Quels leviers reste-t-il à actionner dans cette équipe ?
Pour l'heure, Pascal Dupraz apparaît davantage comme un entraîneur qui ne fera pas monter le SMC en Ligue 1 que comme celui qui fera basculer le club centenaire en troisième division. Tandis que les déceptions s'amoncellent, le Savoyard semble perdre en énergie et en solutions. "Encore une fois et comme toujours, il y a la responsabilité du coach que je suis", admet-il. "En football, il y a aussi le moins disant qui doit être effectué par les joueurs.

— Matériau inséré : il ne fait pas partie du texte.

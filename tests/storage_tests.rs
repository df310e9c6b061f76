#![forbid(unsafe_code)]
use care_schedule::{
    BookingId, BookingLedger, BookingOccurrence, BookingStatus, CareError, CarerId, Dataset,
    JsonStorage, MemoryStore, OffDayException, OffDayId, OffDayStore, ScheduleStore, ServiceId,
    Storage, WeeklyScheduleEntry,
};
use chrono::{NaiveDate, NaiveTime, TimeZone, Utc};
use std::fs;
use tempfile::tempdir;

fn t(h: u32, m: u32) -> NaiveTime {
    NaiveTime::from_hms_opt(h, m, 0).unwrap()
}

fn d(y: i32, m: u32, day: u32) -> NaiveDate {
    NaiveDate::from_ymd_opt(y, m, day).unwrap()
}

fn carer() -> CarerId {
    CarerId::new(4)
}

fn entry(weekday: u8, start: NaiveTime, end: NaiveTime) -> WeeklyScheduleEntry {
    WeeklyScheduleEntry::new(carer(), weekday, start, end).unwrap()
}

/// 2024-03-05 est un mardi.
fn tuesday_booking(status: BookingStatus) -> BookingOccurrence {
    BookingOccurrence {
        id: BookingId::new(21),
        carer: carer(),
        service: ServiceId::new(1),
        start: Utc.with_ymd_and_hms(2024, 3, 5, 10, 0, 0).unwrap(),
        duration_minutes: 90,
        status,
    }
}

fn tuesday_store(status: BookingStatus) -> MemoryStore {
    let data = Dataset {
        schedules: vec![entry(1, t(9, 0), t(17, 0)), entry(2, t(9, 0), t(17, 0))],
        off_days: Vec::new(),
        bookings: vec![tuesday_booking(status)],
    };
    MemoryStore::new(data, chrono_tz::UTC)
}

#[test]
fn json_storage_roundtrip() {
    let dir = tempdir().unwrap();
    let storage = JsonStorage::open(dir.path().join("data.json")).unwrap();
    let mut store = tuesday_store(BookingStatus::Confirmed);
    store.create_off_day(carer(), d(2024, 4, 1), d(2024, 4, 3)).unwrap();

    storage.save(store.dataset()).unwrap();
    let loaded = storage.load().unwrap();
    assert_eq!(&loaded, store.dataset());
}

#[test]
fn invalid_dataset_is_rejected_on_load() {
    let dir = tempdir().unwrap();
    let path = dir.path().join("data.json");
    fs::write(
        &path,
        r#"{"schedules":[{"carer":4,"weekday":9,"start_time":"09:00:00","end_time":"17:00:00"}]}"#,
    )
    .unwrap();
    let err = JsonStorage::open(&path).unwrap().load().unwrap_err();
    assert!(format!("{err:#}").contains("weekday"), "{err:#}");
}

#[test]
fn duplicate_weekday_is_rejected() {
    let data = Dataset {
        schedules: vec![entry(1, t(9, 0), t(12, 0)), entry(1, t(13, 0), t(17, 0))],
        ..Dataset::default()
    };
    let err = data.validate().unwrap_err();
    assert_eq!(err.field(), Some("weekday"));
}

#[test]
fn delete_weekday_reports_missing_entries() {
    let mut store = tuesday_store(BookingStatus::Cancelled);
    assert!(store.delete_weekday(carer(), 1).unwrap());
    assert!(!store.delete_weekday(carer(), 1).unwrap());
    assert!(!store.delete_weekday(carer(), 6).unwrap());
    assert!(store.weekly_schedule(carer()).unwrap().window_for_weekday(1).is_none());
}

#[test]
fn delete_weekday_rejects_weekday_out_of_range() {
    let mut store = tuesday_store(BookingStatus::Cancelled);
    let err = store.delete_weekday(carer(), 9).unwrap_err();
    assert_eq!(err.field(), Some("weekday"));
    assert_eq!(store.weekly_schedule(carer()).unwrap().entries().len(), 2);
}

#[test]
fn schedule_change_conflicting_with_a_booking_is_refused() {
    let mut store = tuesday_store(BookingStatus::Confirmed);
    let err = store.delete_weekday(carer(), 2).unwrap_err();
    assert!(matches!(err, CareError::Conflict(_)), "{err}");

    let err = store
        .replace_weekly_schedule(carer(), &[entry(2, t(11, 0), t(17, 0))])
        .unwrap_err();
    assert!(matches!(err, CareError::Conflict(_)), "{err}");
    assert!(store.weekly_schedule(carer()).unwrap().window_for_weekday(1).is_some());

    // La réservation tient toujours dans la nouvelle plage.
    store
        .replace_weekly_schedule(carer(), &[entry(2, t(10, 0), t(12, 0))])
        .unwrap();
}

#[test]
fn cancelled_bookings_do_not_conflict() {
    let mut store = tuesday_store(BookingStatus::Cancelled);
    assert!(store.delete_weekday(carer(), 2).unwrap());
    store.create_off_day(carer(), d(2024, 3, 5), d(2024, 3, 5)).unwrap();
}

#[test]
fn off_day_on_a_booked_date_is_refused() {
    let mut store = tuesday_store(BookingStatus::Pending);
    let err = store
        .create_off_day(carer(), d(2024, 3, 4), d(2024, 3, 6))
        .unwrap_err();
    assert!(matches!(err, CareError::Conflict(_)), "{err}");
    assert!(store.off_days(carer()).unwrap().is_empty());

    let id = store.create_off_day(carer(), d(2024, 3, 6), d(2024, 3, 8)).unwrap();
    assert!(matches!(
        store.update_off_day(&id, d(2024, 3, 5), d(2024, 3, 8)),
        Err(CareError::Conflict(_))
    ));
}

#[test]
fn off_day_crud() {
    let mut store = tuesday_store(BookingStatus::Confirmed);
    let id = store.create_off_day(carer(), d(2024, 5, 1), d(2024, 5, 1)).unwrap();
    store.update_off_day(&id, d(2024, 5, 1), d(2024, 5, 4)).unwrap();
    let off = store.off_days(carer()).unwrap();
    assert_eq!(off.len(), 1);
    assert_eq!(off[0].len_days(), 4);

    assert!(store.update_off_day(&id, d(2024, 5, 4), d(2024, 5, 1)).is_err());
    store.delete_off_day(&id).unwrap();
    assert!(matches!(
        store.delete_off_day(&id),
        Err(CareError::NotFound(_))
    ));
    assert!(matches!(
        store.update_off_day(&OffDayId::new("missing"), d(2024, 5, 1), d(2024, 5, 1)),
        Err(CareError::NotFound(_))
    ));
}

#[test]
fn replace_off_days_compacts_and_keeps_other_periods() {
    let mut store = tuesday_store(BookingStatus::Confirmed);
    store.create_off_day(carer(), d(2023, 8, 1), d(2023, 8, 2)).unwrap();
    store
        .replace_off_days(
            carer(),
            (d(2024, 1, 1), d(2024, 12, 31)),
            &[d(2024, 6, 3), d(2024, 6, 4), d(2024, 6, 5), d(2024, 6, 10)],
        )
        .unwrap();

    let ranges: Vec<_> = store
        .off_days(carer())
        .unwrap()
        .iter()
        .map(|o| (o.date_from, o.date_to))
        .collect();
    assert_eq!(
        ranges,
        vec![
            (d(2023, 8, 1), d(2023, 8, 2)),
            (d(2024, 6, 3), d(2024, 6, 5)),
            (d(2024, 6, 10), d(2024, 6, 10)),
        ]
    );
}

#[test]
fn replace_off_days_rejects_dates_outside_the_period() {
    let mut store = tuesday_store(BookingStatus::Confirmed);
    let err = store
        .replace_off_days(carer(), (d(2024, 1, 1), d(2024, 12, 31)), &[d(2025, 1, 1)])
        .unwrap_err();
    assert_eq!(err.field(), Some("dates"));
}

#[test]
fn replace_off_days_keeps_existing_off_day_over_a_booking() {
    // Un jour off déjà posé n'est pas revérifié contre les réservations.
    let off = OffDayException::new(carer(), d(2024, 3, 5), d(2024, 3, 5)).unwrap();
    let data = Dataset {
        off_days: vec![off],
        bookings: vec![tuesday_booking(BookingStatus::Confirmed)],
        ..Dataset::default()
    };
    let mut store = MemoryStore::new(data, chrono_tz::UTC);
    store
        .replace_off_days(
            carer(),
            (d(2024, 1, 1), d(2024, 12, 31)),
            &[d(2024, 3, 5), d(2024, 3, 6)],
        )
        .unwrap();
    assert_eq!(store.off_days(carer()).unwrap().len(), 1);
}

#[test]
fn ledger_returns_overlapping_bookings_only() {
    let store = tuesday_store(BookingStatus::Confirmed);
    let hit = store
        .bookings_for(
            carer(),
            Utc.with_ymd_and_hms(2024, 3, 5, 11, 0, 0).unwrap(),
            Utc.with_ymd_and_hms(2024, 3, 5, 12, 0, 0).unwrap(),
        )
        .unwrap();
    assert_eq!(hit.len(), 1);
    let miss = store
        .bookings_for(
            carer(),
            Utc.with_ymd_and_hms(2024, 3, 5, 11, 30, 0).unwrap(),
            Utc.with_ymd_and_hms(2024, 3, 6, 0, 0, 0).unwrap(),
        )
        .unwrap();
    assert!(miss.is_empty());
    assert_eq!(store.carers().unwrap(), vec![carer()]);
}
use crate::availability::DateAvailability;
use crate::model::{CarerId, OffDayException, WeeklyScheduleEntry};
use anyhow::{bail, Context};
use chrono::{NaiveDate, NaiveTime};
use csv::{ReaderBuilder, WriterBuilder};
use std::path::Path;

/// Import de semaines types depuis CSV: header `carer,weekday,start,end`
/// (weekday 0 = dimanche, heures `HH:MM`).
pub fn import_schedule_csv<P: AsRef<Path>>(path: P) -> anyhow::Result<Vec<WeeklyScheduleEntry>> {
    let mut rdr = ReaderBuilder::new().has_headers(true).from_path(path)?;
    let mut out = Vec::new();
    for (line, rec) in rdr.records().enumerate() {
        let rec = rec?;
        let carer = parse_carer(rec.get(0).context("missing carer")?)?;
        let weekday: u8 = rec
            .get(1)
            .context("missing weekday")?
            .trim()
            .parse()
            .with_context(|| format!("invalid weekday on row {}", line + 1))?;
        let start = parse_time(rec.get(2).context("missing start")?)?;
        let end = parse_time(rec.get(3).context("missing end")?)?;
        let entry = WeeklyScheduleEntry::new(carer, weekday, start, end)
            .with_context(|| format!("invalid schedule row {}", line + 1))?;
        out.push(entry);
    }
    Ok(out)
}

/// Import de jours off: header `carer,date_from,date_to` (`date_to` vide = un seul jour)
pub fn import_off_days_csv<P: AsRef<Path>>(path: P) -> anyhow::Result<Vec<OffDayException>> {
    let mut rdr = ReaderBuilder::new().has_headers(true).from_path(path)?;
    let mut out = Vec::new();
    for (line, rec) in rdr.records().enumerate() {
        let rec = rec?;
        let carer = parse_carer(rec.get(0).context("missing carer")?)?;
        let from = parse_date(rec.get(1).context("missing date_from")?)?;
        let to = match rec.get(2).map(str::trim) {
            Some(raw) if !raw.is_empty() => parse_date(raw)?,
            _ => from,
        };
        let off = OffDayException::new(carer, from, to)
            .with_context(|| format!("invalid off-day row {}", line + 1))?;
        out.push(off);
    }
    Ok(out)
}

/// Export CSV des dates: header `date,is_carer_available`
pub fn export_dates_csv<P: AsRef<Path>>(path: P, dates: &[DateAvailability]) -> anyhow::Result<()> {
    let mut w = WriterBuilder::new().has_headers(true).from_path(path)?;
    w.write_record(["date", "is_carer_available"])?;
    for d in dates {
        let date = d.date.to_string();
        w.write_record([date.as_str(), if d.is_carer_available { "true" } else { "false" }])?;
    }
    w.flush()?;
    Ok(())
}

pub fn parse_carer(raw: &str) -> anyhow::Result<CarerId> {
    let id: u32 = raw
        .trim()
        .parse()
        .with_context(|| format!("invalid carer id: {raw}"))?;
    Ok(CarerId::new(id))
}

pub fn parse_date(raw: &str) -> anyhow::Result<NaiveDate> {
    NaiveDate::parse_from_str(raw.trim(), "%Y-%m-%d")
        .with_context(|| format!("invalid date: {raw}"))
}

/// Accepte `HH:MM` ou `HH:MM:SS`.
pub fn parse_time(raw: &str) -> anyhow::Result<NaiveTime> {
    let raw = raw.trim();
    if let Ok(t) = NaiveTime::parse_from_str(raw, "%H:%M") {
        return Ok(t);
    }
    match NaiveTime::parse_from_str(raw, "%H:%M:%S") {
        Ok(t) => Ok(t),
        Err(_) => bail!("invalid time: {raw}"),
    }
}
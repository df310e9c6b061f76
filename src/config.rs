use crate::error::{CareError, Result};
use crate::model::{ServiceDurationId, ServiceId};
use anyhow::Context;
use chrono_tz::Tz;
use serde::{Deserialize, Serialize};
use std::fs;
use std::path::Path;

/// Politique de réservation : délai administratif minimal et horizon.
#[derive(Debug, Clone, Copy, PartialEq, Eq, Serialize, Deserialize)]
#[serde(default)]
pub struct BookingPolicy {
    pub min_lead_days: u32,
    pub window_span_days: u32,
    /// Pas d'alignement des débuts de créneau à partir du début de journée.
    pub slot_step_minutes: u32,
}

impl Default for BookingPolicy {
    fn default() -> Self {
        Self {
            min_lead_days: 8,
            window_span_days: 28,
            slot_step_minutes: 60,
        }
    }
}

impl BookingPolicy {
    pub fn validate(&self) -> Result<()> {
        if self.window_span_days == 0 {
            return Err(CareError::validation(
                "window_span_days",
                "booking window must span at least one day",
            ));
        }
        if self.slot_step_minutes == 0 || self.slot_step_minutes > 24 * 60 {
            return Err(CareError::validation(
                "slot_step_minutes",
                format!("{} is outside 1..=1440", self.slot_step_minutes),
            ));
        }
        Ok(())
    }
}

#[derive(Debug, Clone, PartialEq, Eq, Serialize, Deserialize)]
pub struct ServiceDuration {
    pub id: ServiceDurationId,
    pub minutes: u32,
}

#[derive(Debug, Clone, PartialEq, Eq, Serialize, Deserialize)]
pub struct Service {
    pub id: ServiceId,
    pub name: String,
    #[serde(default)]
    pub durations: Vec<ServiceDuration>,
}

#[derive(Debug, Clone, PartialEq, Serialize, Deserialize)]
#[serde(default)]
pub struct Config {
    pub policy: BookingPolicy,
    /// Fuseau des plages hebdomadaires (heure murale des intervenants).
    pub timezone: Tz,
    pub services: Vec<Service>,
}

impl Default for Config {
    fn default() -> Self {
        Self {
            policy: BookingPolicy::default(),
            timezone: chrono_tz::UTC,
            services: Vec::new(),
        }
    }
}

impl Config {
    pub fn load<P: AsRef<Path>>(path: P) -> anyhow::Result<Self> {
        let path = path.as_ref();
        let data = fs::read(path).with_context(|| format!("reading config {}", path.display()))?;
        let config: Config = serde_json::from_slice(&data)
            .with_context(|| format!("parsing config {}", path.display()))?;
        config.validate()?;
        Ok(config)
    }

    /// Charge le fichier s'il existe, sinon retourne la configuration par défaut.
    pub fn load_or_default<P: AsRef<Path>>(path: P) -> anyhow::Result<Self> {
        if path.as_ref().exists() {
            Self::load(path)
        } else {
            Ok(Self::default())
        }
    }

    pub fn validate(&self) -> Result<()> {
        self.policy.validate()?;
        for service in &self.services {
            if let Some(d) = service.durations.iter().find(|d| d.minutes == 0) {
                return Err(CareError::validation(
                    "duration",
                    format!("service {} duration {} is zero", service.id, d.id),
                ));
            }
        }
        Ok(())
    }

    pub fn service(&self, id: ServiceId) -> Result<&Service> {
        self.services
            .iter()
            .find(|s| s.id == id)
            .ok_or_else(|| CareError::NotFound(format!("service {id}")))
    }

    /// Durée en minutes d'une déclinaison de service.
    pub fn duration_minutes(&self, service: ServiceId, duration: ServiceDurationId) -> Result<u32> {
        self.service(service)?
            .durations
            .iter()
            .find(|d| d.id == duration)
            .map(|d| d.minutes)
            .ok_or_else(|| CareError::NotFound(format!("duration {duration} of service {service}")))
    }
}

Ce moins disant, défensivement, il n'y est pas". Exception faite du succès en Coupe de France face à Guingamp (1-3), l'ancien entraîneur de Toulouse semble avoir perdu la main sur son équipe ou en tout cas ne plus pouvoir actionner les curseurs à même de la faire réagir. Et ce n'est pas faute d'avoir essayé, que ce soit avec l'inclusion de Johann Lepenant (rentré en cours de jeu à Chambly), le retour de Jessy Pi comme titulaire ou les changements de système réguliers. Il ressort de la débâcle camblysienne que, dans les grandes lignes, le Stade Malherbe n'offre pas (plus ?) à Pascal Dupraz ce à quoi il le prépare durant la semaine.
"Je dois faire en sorte que l'équipe soit meilleure. Après, il y a des critères qui font que nos joueurs sont professionnels. Encore une fois, il y a des attitudes qui doivent être celles de joueurs professionnels. C'est de la faute du coach mais malgré tout, ne croyez pas un seul instant que je demande à mes joueurs de rendre le ballon à l'adversaire", assène le technicien normand dans un calme presque froid. Difficile de ne pas le rejoindre quand on guette les insuffisances techniques en nombre et les erreurs défensives criantes d'un groupe à la dérive.
"C'est comme une voiture, si elle n'avance pas, à un moment, il faut faire une pause et trouver comment remettre la machine en route", image pour sa part Prince Oniangué. "Dans cette période un peu difficile, on a tendance à encaisser le deuxième but rapidement. Il faudra qu'on fasse une réunion entre joueurs pour comprendre ce qui ne va pas, il y a peut-être des choses qu'on ne voit pas". À qui la faute alors : aux joueurs ? Au staff ? Comme toujours en pareil cas, c'est d'abord l'entraîneur qui aimante le viseur, notamment aux yeux des supporters. Le Stade Malherbe doit-il alors vraiment remplacer Pascal Dupraz pour s'éviter des frayeurs en fin de saison ? Personne ne dispose de la réponse à cette question même s'il apparaît évident qu'un ou plusieurs leviers vont devoir être actionnés pour sortir l'équipe de la nasse. Dès lors, seuls les dirigeants sont en mesure de remettre Pascal Dupraz en question, eux qui sont surtout partis dans une optique d'économies financières qu'un licenciement viendrait assurément entacher. Pour l'heure, le coach caennais désabusé ressemble sûrement à n'importe quel suiveur du SMC : attaché à ses joueurs, persuadé de leurs qualités mais diablement frustré à l'heure de constater que trop de choses vont de travers sur le terrain depuis maintenant deux mois.